• What to work on: Copy out all lines of the material below in which "draw" occurs.

*** Opening Provided entries ***

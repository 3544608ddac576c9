use std::any::Any;
use std::panic::{self, AssertUnwindSafe};

use tracing::{debug, info};

use super::action::ActionResult;
use super::config::GameConfig;
use super::diagnostics::{Diagnostics, Severity};
use crate::chess::CoordinateMove;
use crate::error::{GameError, Result};
use crate::notation;
use crate::oracle::{LegalityOracle, OracleError, PositionStatus, ShakmatyOracle};
use crate::position::{self, PositionRecord};
use crate::timeline::{Timeline, TimelineEntry, TimelineSnapshot, TimelineStatistics};
use crate::transcript;

/// Owns the live position and its timeline, and routes every move through
/// the oracle.
///
/// Operations never panic or return bare errors: each reports an
/// [`ActionResult`]. Operations that replace state validate their input
/// completely first and leave the controller untouched on failure.
#[derive(Debug)]
pub struct GameController<O: LegalityOracle = ShakmatyOracle> {
    oracle: O,
    position: PositionRecord,
    timeline: Option<Timeline>,
    config: GameConfig,
    diagnostics: Diagnostics,
}

impl GameController<ShakmatyOracle> {
    pub fn new() -> Self {
        Self::with_config(GameConfig::default())
    }

    pub fn with_config(config: GameConfig) -> Self {
        Self::with_oracle(ShakmatyOracle::new(), config)
    }
}

impl Default for GameController<ShakmatyOracle> {
    fn default() -> Self {
        Self::new()
    }
}

impl<O: LegalityOracle> GameController<O> {
    pub fn with_oracle(oracle: O, config: GameConfig) -> Self {
        let position = PositionRecord::starting();
        let timeline = config
            .history_enabled
            .then(|| Timeline::new(position.clone(), config.max_history_length));
        let diagnostics = Diagnostics::new(config.logging_enabled);

        Self {
            oracle,
            position,
            timeline,
            config,
            diagnostics,
        }
    }

    pub fn oracle(&self) -> &O {
        &self.oracle
    }

    pub fn config(&self) -> &GameConfig {
        &self.config
    }

    pub fn timeline(&self) -> Option<&Timeline> {
        self.timeline.as_ref()
    }

    /// The live position
    pub fn position(&self) -> &PositionRecord {
        &self.position
    }

    pub fn fen(&self) -> String {
        position::serialize(&self.position)
    }

    /// Resolve and play a move token (algebraic or coordinate)
    pub fn play(&mut self, token: &str) -> ActionResult<TimelineEntry> {
        self.run("play", |game| {
            game.ensure_not_over()?;
            let resolved = notation::resolve(
                &game.oracle,
                &game.position,
                token,
                game.config.strict_mode,
            )?;
            game.commit(&resolved.coordinate())
        })
    }

    pub fn play_move(&mut self, mv: &CoordinateMove) -> ActionResult<TimelineEntry> {
        self.run("play_move", |game| {
            game.ensure_not_over()?;
            game.commit(mv)
        })
    }

    /// `true` when the cursor moved, `false` when there was nothing to undo
    pub fn undo(&mut self) -> ActionResult<bool> {
        self.run("undo", |game| {
            let timeline = game.timeline.as_mut().ok_or(GameError::HistoryDisabled)?;
            match timeline.undo(&game.oracle)? {
                Some(position) => {
                    game.position = position;
                    Ok(true)
                }
                None => Ok(false),
            }
        })
    }

    /// `true` when the cursor moved, `false` when there was nothing to redo
    pub fn redo(&mut self) -> ActionResult<bool> {
        self.run("redo", |game| {
            let timeline = game.timeline.as_mut().ok_or(GameError::HistoryDisabled)?;
            match timeline.redo(&game.oracle)? {
                Some(position) => {
                    game.position = position;
                    Ok(true)
                }
                None => Ok(false),
            }
        })
    }

    /// Jump to timeline index `index`; -1 is the starting position
    pub fn seek(&mut self, index: isize) -> ActionResult<bool> {
        self.run("seek", |game| {
            let timeline = game.timeline.as_mut().ok_or(GameError::HistoryDisabled)?;
            match timeline.seek(&game.oracle, index)? {
                Some(position) => {
                    game.position = position;
                    Ok(true)
                }
                None => Ok(false),
            }
        })
    }

    pub fn clear_history(&mut self) -> ActionResult<()> {
        self.run("clear_history", |game| {
            let timeline = game.timeline.as_mut().ok_or(GameError::HistoryDisabled)?;
            game.position = timeline.clear();
            Ok(())
        })
    }

    /// Replace the live position and start a fresh timeline there
    pub fn load_position(&mut self, text: &str) -> ActionResult<PositionRecord> {
        self.run("load_position", |game| {
            let record = position::parse(text)?;
            game.oracle
                .legal_moves(&record, None)
                .map_err(|e| match e {
                    OracleError::UnsupportedPosition(reason) => GameError::MalformedRecord(reason),
                    other => other.into(),
                })?;

            game.install(record.clone(), None);
            info!("Loaded position {}", record);
            Ok(record)
        })
    }

    /// Replace the game with the moves of `text`, played from `start` (or the
    /// standard starting position). Returns the number of moves loaded.
    pub fn load_transcript(&mut self, text: &str, start: Option<&str>) -> ActionResult<usize> {
        self.run("load_transcript", |game| {
            let start = match start {
                Some(fen) => position::parse(fen)?,
                None => PositionRecord::starting(),
            };
            let entries = transcript::parse(text, &start, &game.oracle, game.config.strict_mode)?;
            let count = entries.len();

            let position = entries
                .last()
                .map_or_else(|| start.clone(), |entry| entry.position().clone());
            let timeline = game.config.history_enabled.then(|| {
                Timeline::from_entries(start, entries, game.config.max_history_length)
            });

            game.position = position;
            game.timeline = timeline;
            info!("Loaded transcript with {} moves", count);
            Ok(count)
        })
    }

    pub fn transcript(&self) -> ActionResult<String> {
        self.query("transcript", |game| {
            let timeline = game.timeline.as_ref().ok_or(GameError::HistoryDisabled)?;
            Ok(transcript::build(timeline, &game.oracle))
        })
    }

    /// Algebraic tokens of the applied moves
    pub fn history(&self) -> ActionResult<Vec<String>> {
        self.query("history", |game| {
            let timeline = game.timeline.as_ref().ok_or(GameError::HistoryDisabled)?;
            Ok(timeline.history())
        })
    }

    pub fn statistics(&self) -> ActionResult<TimelineStatistics> {
        self.query("statistics", |game| {
            let timeline = game.timeline.as_ref().ok_or(GameError::HistoryDisabled)?;
            Ok(timeline.statistics())
        })
    }

    /// Timeline as JSON text
    pub fn export_timeline(&self) -> ActionResult<String> {
        self.query("export_timeline", |game| {
            let timeline = game.timeline.as_ref().ok_or(GameError::HistoryDisabled)?;
            serde_json::to_string_pretty(&timeline.serialize())
                .map_err(|e| GameError::UnknownError(format!("Failed to serialize timeline: {}", e)))
        })
    }

    /// Replace the timeline with one exported earlier. The snapshot is
    /// replayed before anything is installed, then cut down to the
    /// configured maximum length.
    pub fn import_timeline(&mut self, json: &str) -> ActionResult<PositionRecord> {
        self.run("import_timeline", |game| {
            if !game.config.history_enabled {
                return Err(GameError::HistoryDisabled);
            }
            let snapshot: TimelineSnapshot = serde_json::from_str(json)
                .map_err(|e| GameError::MalformedRecord(format!("timeline JSON: {}", e)))?;
            let (mut timeline, position) = Timeline::restore(snapshot, &game.oracle)?;
            timeline.set_max_length(game.config.max_history_length);

            game.position = position.clone();
            game.timeline = Some(timeline);
            Ok(position)
        })
    }

    pub fn status(&self) -> ActionResult<PositionStatus> {
        self.query("status", |game| Ok(game.oracle.status(&game.position)?))
    }

    pub fn is_checkmate(&self) -> ActionResult<bool> {
        self.query("is_checkmate", |game| {
            Ok(game.oracle.is_checkmate(&game.position)?)
        })
    }

    pub fn is_game_over(&self) -> ActionResult<bool> {
        self.query("is_game_over", |game| {
            Ok(game.oracle.status(&game.position)?.is_game_over())
        })
    }

    /// Legal moves of the live position in algebraic notation
    pub fn legal_moves(&self) -> ActionResult<Vec<String>> {
        self.query("legal_moves", |game| {
            let oracle: &dyn LegalityOracle = &game.oracle;
            let mut moves = Vec::new();
            for mv in oracle.legal_moves(&game.position, None)? {
                let applied = oracle.apply_move(&game.position, &mv.coordinate())?;
                let status = oracle.status(&applied.position)?;
                moves.push(notation::to_algebraic(
                    oracle,
                    &game.position,
                    &applied.resolved,
                    &status,
                )?);
            }
            Ok(moves)
        })
    }

    /// Back to the standard starting position with an empty timeline
    pub fn reset(&mut self) -> ActionResult<()> {
        self.run("reset", |game| {
            game.install(PositionRecord::starting(), None);
            Ok(())
        })
    }

    /// Turning history on starts an empty timeline at the live position;
    /// moves played while it was off are not reconstructed.
    pub fn set_history_enabled(&mut self, enabled: bool) {
        self.config.history_enabled = enabled;
        match (enabled, self.timeline.is_some()) {
            (true, false) => {
                self.timeline = Some(Timeline::new(
                    self.position.clone(),
                    self.config.max_history_length,
                ));
            }
            (false, true) => self.timeline = None,
            _ => {}
        }
        debug!("History enabled: {}", enabled);
    }

    pub fn set_strict_mode(&mut self, strict: bool) {
        self.config.strict_mode = strict;
    }

    pub fn set_logging_enabled(&mut self, enabled: bool) {
        self.config.logging_enabled = enabled;
        self.diagnostics.set_enabled(enabled);
    }

    pub fn set_diagnostic_sink<F>(&mut self, sink: F)
    where
        F: Fn(Severity, &str) + 'static,
    {
        self.diagnostics.set_sink(Some(std::sync::Arc::new(sink)));
    }

    pub fn clear_diagnostic_sink(&mut self) {
        self.diagnostics.set_sink(None);
    }

    fn ensure_not_over(&self) -> Result<()> {
        let status = self.oracle.status(&self.position)?;
        if status.checkmate {
            Err(GameError::GameOver("checkmate".to_string()))
        } else if status.stalemate {
            Err(GameError::GameOver("stalemate".to_string()))
        } else if status.draw {
            Err(GameError::GameOver("draw".to_string()))
        } else {
            Ok(())
        }
    }

    fn commit(&mut self, mv: &CoordinateMove) -> Result<TimelineEntry> {
        let applied = self.oracle.apply_move(&self.position, mv)?;
        let entry = TimelineEntry::from_applied(&self.oracle, &self.position, applied)?;

        self.position = entry.position().clone();
        if let Some(timeline) = self.timeline.as_mut() {
            timeline.record(entry.clone());
        }
        self.diagnostics
            .emit(Severity::Info, &format!("Played {}", entry.algebraic()));
        Ok(entry)
    }

    fn install(&mut self, position: PositionRecord, timeline: Option<Timeline>) {
        self.timeline = timeline.or_else(|| {
            self.config
                .history_enabled
                .then(|| Timeline::new(position.clone(), self.config.max_history_length))
        });
        self.position = position;
    }

    fn run<T>(&mut self, action: &str, f: impl FnOnce(&mut Self) -> Result<T>) -> ActionResult<T> {
        let outcome = panic::catch_unwind(AssertUnwindSafe(|| f(self)));
        self.finish(action, outcome)
    }

    fn query<T>(&self, action: &str, f: impl FnOnce(&Self) -> Result<T>) -> ActionResult<T> {
        let outcome = panic::catch_unwind(AssertUnwindSafe(|| f(self)));
        self.finish(action, outcome)
    }

    fn finish<T>(
        &self,
        action: &str,
        outcome: std::thread::Result<Result<T>>,
    ) -> ActionResult<T> {
        let result = outcome.unwrap_or_else(|panic| {
            Err(GameError::UnknownError(format!(
                "{} panicked: {}",
                action,
                panic_message(&*panic)
            )))
        });

        if let Err(e) = &result {
            self.diagnostics
                .emit(Severity::Warning, &format!("{} failed: {}", action, e));
        }
        result.into()
    }
}

fn panic_message(panic: &(dyn Any + Send)) -> String {
    if let Some(message) = panic.downcast_ref::<&str>() {
        message.to_string()
    } else if let Some(message) = panic.downcast_ref::<String>() {
        message.clone()
    } else {
        "unknown panic".to_string()
    }
}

*** Closing Provided entries ***

• Exercise solution:
        } else if status.draw {
            Err(GameError::GameOver("draw".to_string()))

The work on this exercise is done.